Context window length introduces further variation: research published earlier this year demonstrated that tokens-per-watt can vary by a factor of twelve or more across different context window sizes on the same hardware. Choosing infrastructure on throughput alone, without understanding the energy profile of your actual workload, is an increasingly common procurement error. Bigger - in terms of raw throughput, energy draw and indeed cost - is very often not better
What tokens-per-watt actually measures
Tokens-per-watt is a straightforward concept: for every watt of power consumed, how many output tokens does a system generate?
It captures the productive yield of your energy expenditure rather than just the peak rate of output. In combination with cost-per-inference, it provides a far more complete picture of operational AI economics than throughput alone.
These metrics are gaining traction among analysts and infrastructure planners precisely because they bridge the gap between theoretical maximum AI performance and deployed energy constrained reality.
Some are already extending it further — to ‘tokens-per-watt-per-dollar’, capturing the combined efficiency of energy and cost. The direction of travel is regardless now becoming clear: organisations increasingly need to account for inference efficiency, not just inference speed, in making their infrastructure decisions.
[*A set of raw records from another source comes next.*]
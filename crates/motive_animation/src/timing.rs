//! Timing functions for motions
//!
//! A timing function remaps normalized progress (`0.0..=1.0`) to an eased
//! value. Built-in families are plain variants; combinators wrap another
//! timing function and are built with the consuming helper methods:
//!
//! ```rust
//! use motive_animation::Timing;
//!
//! let landing = Timing::Bounce.ease_out();
//! let breathe = Timing::Smooth.forward_reverse();
//!
//! assert_eq!(breathe.apply(0.0), breathe.apply(1.0));
//! assert!((landing.apply(1.0) - 1.0).abs() < 1e-12);
//! ```

use smallvec::SmallVec;
use std::f64::consts::PI;
use std::fmt;
use std::rc::Rc;

/// User supplied timing function
pub type TimingFn = Rc<dyn Fn(f64) -> f64>;

/// Timing function type
#[derive(Clone, Default)]
#[cfg_attr(
    feature = "serde",
    derive(serde::Serialize, serde::Deserialize),
    serde(rename_all = "snake_case")
)]
pub enum Timing {
    /// `f(p) = p`
    #[default]
    Linear,
    /// `f(p) = p^n`
    Pow(f64),
    /// Progress along a circular arc: `1 - sin(acos(p))`
    Arc,
    /// Decaying bounce landing. Not bounded to `0..=1` in general.
    Bounce,
    /// Polynomial with coefficients in descending-degree order
    Poly(SmallVec<[f64; 4]>),
    /// Cosine smoothing of both ends
    Smooth,
    /// Cosine smoothing of the start only
    SmoothStart,
    /// One full cosine period, `0 -> 1 -> 0`
    SmoothLoop,
    /// CSS-style cubic bezier `(x1, y1, x2, y2)`
    CubicBezier(f64, f64, f64, f64),
    /// `1 - f(1 - p)`
    EaseOut(Box<Timing>),
    /// First half runs `f`, second half runs its ease-out mirror
    EaseInOut(Box<Timing>),
    /// `f(1 - p)`
    Reverse(Box<Timing>),
    /// Ping-pong: `f(2p)` then `f(2 - 2p)`
    ForwardReverse(Box<Timing>),
    /// Arbitrary function
    #[cfg_attr(feature = "serde", serde(skip))]
    Custom(TimingFn),
}

impl Timing {
    pub fn pow(n: f64) -> Self {
        Timing::Pow(n)
    }

    /// Polynomial from coefficients, highest degree first
    pub fn poly(coefficients: impl IntoIterator<Item = f64>) -> Self {
        Timing::Poly(coefficients.into_iter().collect())
    }

    pub fn custom<F: Fn(f64) -> f64 + 'static>(f: F) -> Self {
        Timing::Custom(Rc::new(f))
    }

    pub fn ease_out(self) -> Self {
        Timing::EaseOut(Box::new(self))
    }

    pub fn ease_in_out(self) -> Self {
        Timing::EaseInOut(Box::new(self))
    }

    pub fn reversed(self) -> Self {
        Timing::Reverse(Box::new(self))
    }

    pub fn forward_reverse(self) -> Self {
        Timing::ForwardReverse(Box::new(self))
    }

    /// Apply the timing function to a progress value (0.0 to 1.0)
    pub fn apply(&self, p: f64) -> f64 {
        match self {
            Timing::Linear => p,
            Timing::Pow(n) => p.powf(*n),
            Timing::Arc => 1.0 - p.acos().sin(),
            Timing::Bounce => bounce(p),
            Timing::Poly(coefficients) => coefficients.iter().fold(0.0, |acc, c| acc * p + c),
            Timing::Smooth => (1.0 - (p * PI).cos()) / 2.0,
            Timing::SmoothStart => 1.0 - (p * PI / 2.0).cos(),
            Timing::SmoothLoop => (1.0 - (p * 2.0 * PI).cos()) / 2.0,
            Timing::CubicBezier(x1, y1, x2, y2) => cubic_bezier_ease(p, *x1, *y1, *x2, *y2),
            Timing::EaseOut(inner) => 1.0 - inner.apply(1.0 - p),
            Timing::EaseInOut(inner) => {
                if p < 0.5 {
                    inner.apply(2.0 * p) / 2.0
                } else {
                    (2.0 - inner.apply(2.0 - 2.0 * p)) / 2.0
                }
            }
            Timing::Reverse(inner) => inner.apply(1.0 - p),
            Timing::ForwardReverse(inner) => {
                if p < 0.5 {
                    inner.apply(2.0 * p)
                } else {
                    inner.apply(2.0 - 2.0 * p)
                }
            }
            Timing::Custom(f) => f(p),
        }
    }
}

impl fmt::Debug for Timing {
    fn fmt(&self, f: &mut fmt::Formatter<'_>) -> fmt::Result {
        match self {
            Timing::Linear => f.write_str("Linear"),
            Timing::Pow(n) => f.debug_tuple("Pow").field(n).finish(),
            Timing::Arc => f.write_str("Arc"),
            Timing::Bounce => f.write_str("Bounce"),
            Timing::Poly(c) => f.debug_tuple("Poly").field(c).finish(),
            Timing::Smooth => f.write_str("Smooth"),
            Timing::SmoothStart => f.write_str("SmoothStart"),
            Timing::SmoothLoop => f.write_str("SmoothLoop"),
            Timing::CubicBezier(x1, y1, x2, y2) => f
                .debug_tuple("CubicBezier")
                .field(x1)
                .field(y1)
                .field(x2)
                .field(y2)
                .finish(),
            Timing::EaseOut(inner) => f.debug_tuple("EaseOut").field(inner).finish(),
            Timing::EaseInOut(inner) => f.debug_tuple("EaseInOut").field(inner).finish(),
            Timing::Reverse(inner) => f.debug_tuple("Reverse").field(inner).finish(),
            Timing::ForwardReverse(inner) => f.debug_tuple("ForwardReverse").field(inner).finish(),
            Timing::Custom(_) => f.write_str("Custom(..)"),
        }
    }
}

/// Parabolic segments of halving width. Segment `k` starts at
/// `(7 - 4a) / 11` where `a = 0, 1, 1.5, 1.75, ...`.
fn bounce(p: f64) -> f64 {
    // Below zero the thresholds never catch up, the last segment covers it.
    let p = p.max(0.0);
    let mut a = 0.0;
    let mut b = 1.0;
    loop {
        if p >= (7.0 - 4.0 * a) / 11.0 {
            return -((11.0 - 6.0 * a - 11.0 * p) / 4.0).powi(2) + b * b;
        }
        a += b;
        b /= 2.0;
    }
}

/// Cubic bezier easing calculation (matches CSS `cubic-bezier()` in browsers).
///
/// Uses Newton-Raphson with binary-search fallback for robustness.
fn cubic_bezier_ease(t: f64, x1: f64, y1: f64, x2: f64, y2: f64) -> f64 {
    // Endpoints are always exact
    if t <= 0.0 {
        return 0.0;
    }
    if t >= 1.0 {
        return 1.0;
    }

    let mut p = t;
    for _ in 0..8 {
        let err = bezier_sample(p, x1, x2) - t;
        if err.abs() < 1e-7 {
            return bezier_sample(p, y1, y2);
        }
        let slope = bezier_slope(p, x1, x2);
        if slope.abs() < 1e-7 {
            break;
        }
        p -= err / slope;
    }

    let mut lo = 0.0_f64;
    let mut hi = 1.0_f64;
    p = t;
    for _ in 0..20 {
        let val = bezier_sample(p, x1, x2);
        if (val - t).abs() < 1e-7 {
            break;
        }
        if val < t {
            lo = p;
        } else {
            hi = p;
        }
        p = (lo + hi) * 0.5;
    }

    bezier_sample(p, y1, y2)
}

/// B(t) = 3(1-t)²t·p1 + 3(1-t)t²·p2 + t³, in Horner form
#[inline]
fn bezier_sample(t: f64, p1: f64, p2: f64) -> f64 {
    let a = 1.0 - 3.0 * p2 + 3.0 * p1;
    let b = 3.0 * p2 - 6.0 * p1;
    let c = 3.0 * p1;
    ((a * t + b) * t + c) * t
}

#[inline]
fn bezier_slope(t: f64, p1: f64, p2: f64) -> f64 {
    let a = 1.0 - 3.0 * p2 + 3.0 * p1;
    let b = 3.0 * p2 - 6.0 * p1;
    let c = 3.0 * p1;
    (3.0 * a * t + 2.0 * b) * t + c
}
This matters beyond the pure economic case; for public sector bodies, regulated industries and organisations with sustainability commitments, energy efficiency at the inference layer is becoming a sustainability governance question as much as a financial one. The carbon associated with AI inference is not currently well measured or well disclosed by most providers.
That is however changing, and organisations that have already built their AI infrastructure around efficient inference will be in a considerably better position when these reporting requirements tighten.
Efficiency as core architecture, not afterthought
There has been a tendency to treat energy efficiency as something that can be bolted on to AI infrastructure after the fact — focussing on it as a reporting exercise rather than a design principle - but that approach will become increasingly untenable.
Genuine efficiency at the inference layer requires early architectural decisions rather than measurement reaction. Which hardware platform is used and how it is configured: how models are selected and routed across a deployment: how workloads are matched to the right compute tier — all of these shape energy consumption in ways that cannot be recovered through retrospective optimisation.
Academic modelling suggests that intelligent model selection alone — routing queries to appropriately sized models rather than defaulting to the largest available — could reduce AI energy consumption by more than 27% and can be deployed at scale. Informed right-sizing of models will become much more important in the future than we allow it to be today.
Axiom Edge’s infrastructure is built around these principles from the ground up.
Our performance benchmarks reflect real-world inference efficiency under production conditions — tokens-per-second per-watt, not just tokens-per-second.
For us, the constraint of energy is not an inconvenience to be managed as someone else’s problem; it is the design driver that separates infrastructure built for the long-term from infrastructure built for the improvement of a vendors balance sheet.
We are confident that the market will eventually catch up with this framing, but the organisations that get there first — in procurement, in deployment, and in the questions they ask of their AI infrastructure providers — will have a structural first-mover advantage that compounds and saves them money over time.
The engineers who build the best engines understand that horsepower and torque are not rivals — they are partners. The same is true of tokens-per-second and tokens-per-watt.
The metric that matters is the one that effectively balances both.